Aim of the task -> Work out how many lines in the data hold the word "args", and reply with that number only.

(Saved entries)
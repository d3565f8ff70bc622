/// Stores a strum-backed enum in a VARCHAR column using its serialized name.
macro_rules! varchar_enum {
    ($ty:ty) => {
        impl sqlx::Type<sqlx::MySql> for $ty {
            fn type_info() -> sqlx::mysql::MySqlTypeInfo {
                <str as sqlx::Type<sqlx::MySql>>::type_info()
            }

            fn compatible(ty: &sqlx::mysql::MySqlTypeInfo) -> bool {
                <str as sqlx::Type<sqlx::MySql>>::compatible(ty)
            }
        }

        impl<'r> sqlx::Decode<'r, sqlx::MySql> for $ty {
            fn decode(
                value: sqlx::mysql::MySqlValueRef<'r>,
            ) -> Result<Self, sqlx::error::BoxDynError> {
                let raw = <&str as sqlx::Decode<sqlx::MySql>>::decode(value)?;
                Ok(raw.parse::<$ty>()?)
            }
        }

        impl<'q> sqlx::Encode<'q, sqlx::MySql> for $ty {
            fn encode_by_ref(
                &self,
                buf: &mut <sqlx::MySql as sqlx::database::HasArguments<'q>>::ArgumentBuffer,
            ) -> sqlx::encode::IsNull {
                let raw: &str = self.as_ref();
                <&str as sqlx::Encode<sqlx::MySql>>::encode_by_ref(&raw, buf)
            }
        }
    };
}

pub mod attendance;
pub mod employee;
pub mod holiday;
pub mod leave;
pub mod loan;
pub mod payslip;
pub mod report;
pub mod role;
pub mod sequence;
pub mod user;

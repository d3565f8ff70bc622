use anyhow::{Context, Result, anyhow};
use async_trait::async_trait;
use lettre::message::header::ContentType;
use lettre::message::{Attachment, Mailbox, MultiPart, SinglePart};
use lettre::transport::smtp::authentication::Credentials;
use lettre::{AsyncSmtpTransport, AsyncTransport, Message, Tokio1Executor};
use tracing::info;

use crate::config::SmtpConfig;

#[derive(Debug, Clone)]
pub struct MailAttachment {
    pub filename: String,
    pub content_type: String,
    pub content: Vec<u8>,
}

#[derive(Debug, Clone)]
pub struct OutgoingMail {
    pub to: Vec<String>,
    pub cc: Vec<String>,
    pub subject: String,
    pub body: String,
    pub attachments: Vec<MailAttachment>,
}

#[async_trait]
pub trait Mailer: Send + Sync {
    async fn send(&self, mail: OutgoingMail) -> Result<()>;
}

pub fn build_message(from: &Mailbox, mail: &OutgoingMail) -> Result<Message> {
    if mail.to.is_empty() {
        return Err(anyhow!("Mail has no recipients"));
    }

    let mut builder = Message::builder().from(from.clone()).subject(mail.subject.clone());
    for to in &mail.to {
        builder = builder.to(to.parse().with_context(|| format!("Invalid recipient {to}"))?);
    }
    for cc in &mail.cc {
        builder = builder.cc(cc.parse().with_context(|| format!("Invalid cc address {cc}"))?);
    }

    let mut parts = MultiPart::mixed().singlepart(SinglePart::plain(mail.body.clone()));
    for a in &mail.attachments {
        let content_type = ContentType::parse(&a.content_type)
            .map_err(|e| anyhow!("Invalid content type {}: {e}", a.content_type))?;
        parts = parts.singlepart(Attachment::new(a.filename.clone()).body(a.content.clone(), content_type));
    }

    builder.multipart(parts).context("Failed to build mail")
}

/// Sends through an SMTP relay. Without SMTP settings every send fails.
pub struct SmtpMailer {
    relay: Option<(AsyncSmtpTransport<Tokio1Executor>, Mailbox)>,
}

impl SmtpMailer {
    pub fn from_config(smtp: Option<&SmtpConfig>) -> Result<Self> {
        let Some(smtp) = smtp else {
            return Ok(Self { relay: None });
        };

        let from: Mailbox = smtp
            .from
            .parse()
            .with_context(|| format!("Invalid MAIL_FROM {:?}", smtp.from))?;

        let transport = AsyncSmtpTransport::<Tokio1Executor>::starttls_relay(&smtp.host)
            .with_context(|| format!("Invalid SMTP host {}", smtp.host))?
            .port(smtp.port)
            .credentials(Credentials::new(smtp.username.clone(), smtp.password.clone()))
            .build();

        Ok(Self {
            relay: Some((transport, from)),
        })
    }
}

#[async_trait]
impl Mailer for SmtpMailer {
    async fn send(&self, mail: OutgoingMail) -> Result<()> {
        let (transport, from) = self
            .relay
            .as_ref()
            .ok_or_else(|| anyhow!("SMTP is not configured"))?;

        let message = build_message(from, &mail)?;
        transport.send(message).await.context("SMTP delivery failed")?;

        info!(to = ?mail.to, subject = %mail.subject, "Mail sent");
        Ok(())
    }
}

#[cfg(test)]
mod tests {
    use super::*;

    fn mail(to: &[&str]) -> OutgoingMail {
        OutgoingMail {
            to: to.iter().map(|s| s.to_string()).collect(),
            cc: vec!["audit@example.com".into()],
            subject: "Weekly leave".into(),
            body: "Attached.".into(),
            attachments: vec![MailAttachment {
                filename: "report-r1.csv".into(),
                content_type: "text/csv".into(),
                content: b"a,b\n1,2\n".to_vec(),
            }],
        }
    }

    #[test]
    fn message_carries_attachment_and_cc() {
        let from: Mailbox = "hr@example.com".parse().unwrap();
        let message = build_message(&from, &mail(&["ops@example.com"])).unwrap();
        let raw = String::from_utf8_lossy(&message.formatted()).to_string();

        assert!(raw.contains("report-r1.csv"));
        assert!(raw.contains("Cc: audit@example.com"));
        assert!(raw.contains("Subject: Weekly leave"));
    }

    #[test]
    fn bad_or_missing_recipients_fail() {
        let from: Mailbox = "hr@example.com".parse().unwrap();
        assert!(build_message(&from, &mail(&[])).is_err());
        assert!(build_message(&from, &mail(&["not an address"])).is_err());
    }

    #[actix_web::test]
    async fn unconfigured_mailer_refuses_to_send() {
        let mailer = SmtpMailer::from_config(None).unwrap();
        let err = mailer.send(mail(&["ops@example.com"])).await.unwrap_err();
        assert!(err.to_string().contains("not configured"));
    }
}
/// Soft delete a component and detach it from every structure
#[utoipa::path(
    delete,
    path = "/api/payslip/component/{id}",
    params(("id", Path, description = "Component ID")),
    responses(
        (status = 204, description = "Component deleted"),
        (status = 404, description = "Component not found")
    ),
    tag = "Payslip",
    security(("bearer_auth" = []))
)]
pub async fn delete_component(
    auth: AuthUser,
    pool: web::Data<MySqlPool>,
    path: web::Path<String>,
) -> Result<HttpResponse, AppError> {
    auth.require_hr_or_admin()?;
    let id = path.into_inner();

    let mut tx = pool.begin().await?;
    let result = sqlx::query("UPDATE components SET is_deleted = TRUE, updated_at = ? WHERE id = ? AND is_deleted = FALSE")
        .bind(now_millis())
        .bind(&id)
        .execute(&mut *tx)
        .await?;
    if result.rows_affected() == 0 {
        return Err(AppError::not_found("Component not found"));
    }

    let detached = sqlx::query("DELETE FROM structure_components WHERE component_id = ?")
        .bind(&id)
        .execute(&mut *tx)
        .await?;
    tx.commit().await?;

    info!(component_id = %id, structures = detached.rows_affected(), by = %auth.username, "Component deleted");
    Ok(HttpResponse::NoContent().finish())
}

/// Component amounts for a structure group
#[utoipa::path(
    get,
    path = "/api/payslip/group/{name}",
    params(("name", Path, description = "Structure group name")),
    responses(
        (status = 200, description = "Amounts grouped by component type", body = GroupPayslip),
        (status = 404, description = "Structure not found")
    ),
    tag = "Payslip",
    security(("bearer_auth" = []))
)]
pub async fn group_components(
    _auth: AuthUser,
    pool: web::Data<MySqlPool>,
    path: web::Path<String>,
) -> Result<HttpResponse, AppError> {
    let (structure, components) = resolve_by_group_name(pool.get_ref(), &path.into_inner()).await?;

    Ok(HttpResponse::Ok().json(GroupPayslip {
        components: amounts_by_type(&components),
        structure,
    }))
}

#[cfg(test)]
mod tests {
    use super::*;
    use crate::utils::db_utils::SqlValue;

    fn basic() -> NewComponent {
        serde_json::from_value(json!({
            "component_type": "earning",
            "name": " Basic ",
            "code": "BASIC",
            "calculation_type": "fixed",
            "value": "25000"
        }))
        .unwrap()
    }

    #[test]
    fn new_component_fills_defaults() {
        let c = basic().into_component(Some("s-1".into()), false, 42).unwrap();
        assert_eq!(c.component_type, "EARNING");
        assert_eq!(c.name, "Basic");
        assert_eq!(c.group_id.as_deref(), Some("s-1"));
        assert!(c.show_on_payslip);
        assert_eq!(c.test_amount, "0");
        assert!(!c.is_default && !c.is_deleted && !c.taxable);
        assert_eq!(c.created_at, 42);
    }

    #[test]
    fn new_component_requires_code() {
        let mut p = basic();
        p.code = " ".into();
        assert!(p.into_component(None, true, 0).is_err());
    }

    #[test]
    fn component_patch_rejects_settings_and_bad_calculation() {
        assert!(normalize_component_patch(json!({"calculation_type": "formula"})).is_ok());
        assert!(normalize_component_patch(json!({"calculation_type": "guess"})).is_err());

        let flags = build_update_sql("components", &json!({"is_default": false}), COMPONENT_EDITABLE, "id", "c", 0);
        assert!(flags.is_err());
        let settings = build_update_sql("components", &json!({"taxable": true}), COMPONENT_EDITABLE, "id", "c", 0);
        assert!(settings.is_err());
    }

    #[test]
    fn component_patch_uppercases_type() {
        let body = normalize_component_patch(json!({"component_type": " earning ", "value": "1000"})).unwrap();
        assert_eq!(body["component_type"], "EARNING");
        assert_eq!(body["value"], "1000");

        let update = build_update_sql("components", &body, COMPONENT_EDITABLE, "id", "c", 0).unwrap();
        assert!(matches!(&update.values[0], SqlValue::String(s) if s == "EARNING"));

        assert!(normalize_component_patch(json!({"component_type": "  "})).is_err());
        assert!(normalize_component_patch(json!({"component_type": null})).is_err());
    }
}
pub mod db_utils;
pub mod template_cache;
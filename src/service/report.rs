use std::collections::HashMap;

use chrono::{NaiveDate, NaiveTime};
use serde::{Deserialize, Serialize};
use sqlx::{Executor, MySql, MySqlPool, QueryBuilder};
use tracing::{debug, info, warn};
use utoipa::{IntoParams, ToSchema};

use crate::config::Config;
use crate::db::new_id;
use crate::error::AppError;
use crate::model::employee::Employee;
use crate::model::leave::LeaveType;
use crate::model::payslip::Component;
use crate::model::report::{HistoryAction, ReportKind};
use crate::service::attendance::AttendanceMetrics;
use crate::service::payslip::resolve_by_group_name;
use crate::service::projection::{self, AttendanceReportRow, Record};
use crate::utils::db_utils::{Filters, SqlValue, bind_as, bind_scalar};
use crate::utils::template_cache;

pub const DEFAULT_PAGE: u32 = 1;
pub const DEFAULT_LIMIT: u32 = 10;

#[derive(Debug, Clone, Copy)]
pub struct OfficeHours {
    pub start: NaiveTime,
    pub end: NaiveTime,
}

impl OfficeHours {
    pub fn from_config(config: &Config) -> Self {
        Self {
            start: config.office_start,
            end: config.office_end,
        }
    }
}

/// Query filters shared by every report kind; each kind reads the ones it knows.
#[derive(Debug, Default, Clone, Deserialize, IntoParams, ToSchema)]
#[into_params(parameter_in = Query)]
pub struct ReportFilters {
    /// Employee status (Active / Inactive)
    pub status: Option<String>,
    #[schema(value_type = Option<String>, format = "date")]
    #[param(value_type = Option<String>, format = "date")]
    pub joining_from: Option<NaiveDate>,
    #[schema(value_type = Option<String>, format = "date")]
    #[param(value_type = Option<String>, format = "date")]
    pub joining_to: Option<NaiveDate>,
    pub gross_from: Option<f64>,
    pub gross_to: Option<f64>,
    pub loss_of_pay_from: Option<f64>,
    pub loss_of_pay_to: Option<f64>,
    pub tax_paid_from: Option<f64>,
    pub tax_paid_to: Option<f64>,
    pub designation: Option<String>,
    pub department: Option<String>,
    pub location: Option<String>,
    /// Attendance date range
    #[schema(value_type = Option<String>, format = "date")]
    #[param(value_type = Option<String>, format = "date")]
    pub date_from: Option<NaiveDate>,
    #[schema(value_type = Option<String>, format = "date")]
    #[param(value_type = Option<String>, format = "date")]
    pub date_to: Option<NaiveDate>,
    pub attendance_status: Option<String>,
    /// Substring of the employee's full name
    pub name: Option<String>,
    pub emp_code: Option<String>,
}

#[derive(Debug, Clone, Copy, PartialEq, Eq)]
pub struct Paging {
    pub page: u32,
    pub limit: u32,
}

impl Paging {
    pub fn new(page: Option<u32>, limit: Option<u32>) -> Self {
        Self {
            page: page.unwrap_or(DEFAULT_PAGE).max(1),
            limit: limit.unwrap_or(DEFAULT_LIMIT).clamp(1, 1000),
        }
    }

    pub fn offset(&self) -> u64 {
        u64::from(self.page - 1) * u64::from(self.limit)
    }

    /// In-memory page of an already filtered list.
    pub fn slice<T>(&self, mut items: Vec<T>) -> Vec<T> {
        let start = (self.offset() as usize).min(items.len());
        let end = (start + self.limit as usize).min(items.len());
        items.truncate(end);
        items.drain(..start);
        items
    }
}

#[derive(Debug, Serialize, ToSchema)]
pub struct ProjectedReport {
    pub template_id: String,
    pub report_id: String,
    pub page: Option<u32>,
    pub limit: Option<u32>,
    pub total: i64,
    #[serde(skip)]
    pub columns: &'static [&'static str],
    #[schema(value_type = Vec<Object>)]
    pub rows: Vec<Record>,
}

/// Projects a report kind through its template. `paging: None` returns every row.
pub async fn generate(
    pool: &MySqlPool,
    kind: ReportKind,
    filters: &ReportFilters,
    paging: Option<Paging>,
    office: OfficeHours,
) -> Result<ProjectedReport, AppError> {
    let columns = projection::columns(kind)?;

    let report_id = sqlx::query_scalar::<_, String>(
        "SELECT id FROM reports WHERE report_type = ? AND is_deleted = FALSE LIMIT 1",
    )
    .bind(kind.full_name())
    .fetch_optional(pool)
    .await?
    .ok_or_else(|| {
        AppError::not_found(format!(
            "Report for type \"{}\" not found. Please create this report first.",
            kind.as_ref()
        ))
    })?;

    let template = template_cache::get_by_type(pool, kind.as_ref())
        .await?
        .ok_or_else(|| AppError::not_found("Template not found"))?;

    let (total, sources) = match kind {
        ReportKind::EmployeeSnapshot => employee_snapshot(pool, filters, paging).await?,
        ReportKind::AttendanceSummary => attendance_summary(pool, filters, paging, office).await?,
        ReportKind::Leave => leave_balances(pool, filters, paging).await?,
        ReportKind::PayslipSummary | ReportKind::PayslipComponent => {
            payslip(pool, kind, filters, paging).await?
        }
        // columns() already rejected the rest
        _ => (0, Vec::new()),
    };

    let rows: Vec<Record> = sources
        .into_iter()
        .map(|source| projection::project(&template, columns, source))
        .collect();

    info!(report = kind.as_ref(), total, returned = rows.len(), "Report generated");

    Ok(ProjectedReport {
        template_id: template.id,
        report_id,
        page: paging.map(|p| p.page),
        limit: paging.map(|p| p.limit),
        total,
        columns,
        rows,
    })
}

fn employee_filters(filters: &ReportFilters) -> Filters {
    let mut f = Filters::new("is_deleted = FALSE");
    f.push_opt("status = ?", filters.status.clone(), SqlValue::String);
    f.push_opt("joining_date >= ?", filters.joining_from, SqlValue::Date);
    f.push_opt("joining_date <= ?", filters.joining_to, SqlValue::Date);
    f.push_opt("ctc_annual >= ?", filters.gross_from, SqlValue::F64);
    f.push_opt("ctc_annual <= ?", filters.gross_to, SqlValue::F64);
    f.push_opt("loss_of_pay >= ?", filters.loss_of_pay_from, SqlValue::F64);
    f.push_opt("loss_of_pay <= ?", filters.loss_of_pay_to, SqlValue::F64);
    f.push_opt("tax_paid >= ?", filters.tax_paid_from, SqlValue::F64);
    f.push_opt("tax_paid <= ?", filters.tax_paid_to, SqlValue::F64);
    f.push_opt("designation = ?", filters.designation.clone(), SqlValue::String);
    f.push_opt("department = ?", filters.department.clone(), SqlValue::String);
    f.push_opt("location = ?", filters.location.clone(), SqlValue::String);
    f
}

fn name_filters(filters: &ReportFilters) -> Filters {
    let mut f = Filters::new("is_deleted = FALSE");
    if let Some(name) = filters.name.as_deref().filter(|n| !n.trim().is_empty()) {
        f.push(
            "CONCAT_WS(' ', first_name, last_name) LIKE ?",
            SqlValue::String(format!("%{}%", name.trim())),
        );
    }
    f.push_opt("emp_code = ?", filters.emp_code.clone(), SqlValue::String);
    f
}

async fn fetch_employees(
    pool: &MySqlPool,
    f: &Filters,
    paging: Option<Paging>,
) -> Result<(i64, Vec<Employee>), sqlx::Error> {
    let count_sql = format!("SELECT COUNT(*) FROM employees{}", f.sql);
    let total = bind_scalar(sqlx::query_scalar::<_, i64>(&count_sql), &f.args)
        .fetch_one(pool)
        .await?;

    let mut data_sql = format!("SELECT * FROM employees{} ORDER BY emp_code", f.sql);
    if let Some(p) = paging {
        data_sql.push_str(&format!(" LIMIT {} OFFSET {}", p.limit, p.offset()));
    }
    debug!(sql = %data_sql, args = ?f.args, "Fetching report employees");

    let employees = bind_as(sqlx::query_as::<_, Employee>(&data_sql), &f.args)
        .fetch_all(pool)
        .await?;
    Ok((total, employees))
}

async fn employee_snapshot(
    pool: &MySqlPool,
    filters: &ReportFilters,
    paging: Option<Paging>,
) -> Result<(i64, Vec<Record>), AppError> {
    let (total, employees) = fetch_employees(pool, &employee_filters(filters), paging).await?;
    Ok((total, employees.iter().map(projection::employee_snapshot_source).collect()))
}

async fn attendance_summary(
    pool: &MySqlPool,
    filters: &ReportFilters,
    paging: Option<Paging>,
    office: OfficeHours,
) -> Result<(i64, Vec<Record>), AppError> {
    let mut f = Filters::new("e.is_deleted = FALSE");
    f.push_opt("a.date >= ?", filters.date_from, SqlValue::Date);
    f.push_opt("a.date <= ?", filters.date_to, SqlValue::Date);
    f.push_opt("a.status = ?", filters.attendance_status.clone(), SqlValue::String);

    let from = "FROM attendance a JOIN employees e ON e.emp_code = a.emp_code";
    let count_sql = format!("SELECT COUNT(*) {from}{}", f.sql);
    let total = bind_scalar(sqlx::query_scalar::<_, i64>(&count_sql), &f.args)
        .fetch_one(pool)
        .await?;

    let mut data_sql = format!(
        "SELECT a.emp_code, e.first_name, e.last_name, e.status AS emp_status, a.status, a.date, a.in_time, a.out_time {from}{} ORDER BY a.date, a.emp_code",
        f.sql
    );
    if let Some(p) = paging {
        data_sql.push_str(&format!(" LIMIT {} OFFSET {}", p.limit, p.offset()));
    }

    let rows = bind_as(sqlx::query_as::<_, AttendanceReportRow>(&data_sql), &f.args)
        .fetch_all(pool)
        .await?;

    let records = rows
        .iter()
        .map(|row| {
            let metrics = AttendanceMetrics::compute(
                row.in_time.as_deref(),
                row.out_time.as_deref(),
                office.start,
                office.end,
            );
            projection::attendance_source(row, metrics)
        })
        .collect();
    Ok((total, records))
}

async fn leave_balances(
    pool: &MySqlPool,
    filters: &ReportFilters,
    paging: Option<Paging>,
) -> Result<(i64, Vec<Record>), AppError> {
    let (total, employees) = fetch_employees(pool, &name_filters(filters), paging).await?;
    if employees.is_empty() {
        return Ok((total, Vec::new()));
    }

    let mut builder: QueryBuilder<MySql> =
        QueryBuilder::new("SELECT emp_code, leave_type, balance FROM leave_balances WHERE emp_code IN (");
    let mut separated = builder.separated(", ");
    for e in &employees {
        separated.push_bind(e.emp_code.clone());
    }
    separated.push_unseparated(")");

    let rows = builder
        .build_query_as::<(String, LeaveType, f64)>()
        .fetch_all(pool)
        .await?;

    let mut by_employee: HashMap<String, HashMap<LeaveType, f64>> = HashMap::new();
    for (code, leave_type, balance) in rows {
        by_employee.entry(code).or_default().insert(leave_type, balance);
    }

    let empty = HashMap::new();
    let records = employees
        .iter()
        .map(|e| projection::leave_source(e, by_employee.get(&e.emp_code).unwrap_or(&empty)))
        .collect();
    Ok((total, records))
}

/// Payslip kinds resolve each employee's structure; employees whose structure
/// cannot be resolved are skipped, so paging happens after resolution.
async fn payslip(
    pool: &MySqlPool,
    kind: ReportKind,
    filters: &ReportFilters,
    paging: Option<Paging>,
) -> Result<(i64, Vec<Record>), AppError> {
    let (_, employees) = fetch_employees(pool, &name_filters(filters), None).await?;

    let mut structures: HashMap<String, Option<Vec<Component>>> = HashMap::new();
    let mut records = Vec::new();

    for e in &employees {
        if !structures.contains_key(&e.payslip_component) {
            let resolved = match resolve_by_group_name(pool, &e.payslip_component).await {
                Ok((_, components)) if !components.is_empty() => Some(components),
                Ok(_) => None,
                Err(AppError::NotFound(_)) => None,
                Err(other) => return Err(other),
            };
            structures.insert(e.payslip_component.clone(), resolved);
        }

        let Some(Some(components)) = structures.get(&e.payslip_component) else {
            debug!(emp_code = %e.emp_code, group = %e.payslip_component, "Skipping employee without structure");
            continue;
        };

        match kind {
            ReportKind::PayslipSummary => {
                records.push(projection::payslip_summary_source(e, components))
            }
            _ => records.extend(projection::payslip_component_sources(e, components)),
        }
    }

    if records.is_empty() {
        warn!(report = kind.as_ref(), "No payslip rows resolved");
    }

    let total = records.len() as i64;
    let records = match paging {
        Some(p) => p.slice(records),
        None => records,
    };
    Ok((total, records))
}

/// Appends an audit entry for a report, schedule or template change.
pub async fn record_history<'c, E>(
    executor: E,
    object: &str,
    action: HistoryAction,
    message: &str,
    who: &str,
) -> Result<(), sqlx::Error>
where
    E: Executor<'c, Database = MySql>,
{
    sqlx::query(
        "INSERT INTO report_history (id, time, object, action, message, who) VALUES (?, ?, ?, ?, ?, ?)",
    )
    .bind(new_id())
    .bind(chrono::Utc::now().to_rfc3339())
    .bind(object)
    .bind(action)
    .bind(message)
    .bind(who)
    .execute(executor)
    .await?;
    Ok(())
}

#[cfg(test)]
mod tests {
    use super::*;

    #[test]
    fn paging_defaults_and_clamps() {
        assert_eq!(Paging::new(None, None), Paging { page: 1, limit: 10 });
        assert_eq!(Paging::new(Some(0), Some(0)), Paging { page: 1, limit: 1 });
        assert_eq!(Paging::new(Some(3), Some(20)).offset(), 40);
    }

    #[test]
    fn slicing_pages_through_filtered_rows() {
        let items: Vec<u32> = (1..=25).collect();
        assert_eq!(Paging::new(Some(3), Some(10)).slice(items.clone()), vec![21, 22, 23, 24, 25]);
        assert_eq!(Paging::new(Some(2), Some(10)).slice(items.clone()).len(), 10);
        assert!(Paging::new(Some(9), Some(10)).slice(items).is_empty());
    }

    #[test]
    fn employee_filters_cover_ranges() {
        let filters = ReportFilters {
            status: Some("Active".into()),
            gross_from: Some(1000.0),
            tax_paid_to: Some(50.0),
            department: Some("R&D".into()),
            ..Default::default()
        };
        let f = employee_filters(&filters);
        assert_eq!(
            f.sql,
            " WHERE is_deleted = FALSE AND status = ? AND ctc_annual >= ? AND tax_paid <= ? AND department = ?"
        );
        assert_eq!(f.args[1], SqlValue::F64(1000.0));
    }

    #[test]
    fn name_filter_is_a_substring_match() {
        let filters = ReportFilters {
            name: Some(" Ada ".into()),
            emp_code: Some("EMP7".into()),
            ..Default::default()
        };
        let f = name_filters(&filters);
        assert!(f.sql.contains("LIKE ?"));
        assert_eq!(f.args[0], SqlValue::String("%Ada%".into()));
        assert_eq!(f.args[1], SqlValue::String("EMP7".into()));
    }
}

Output of the exercise -> 8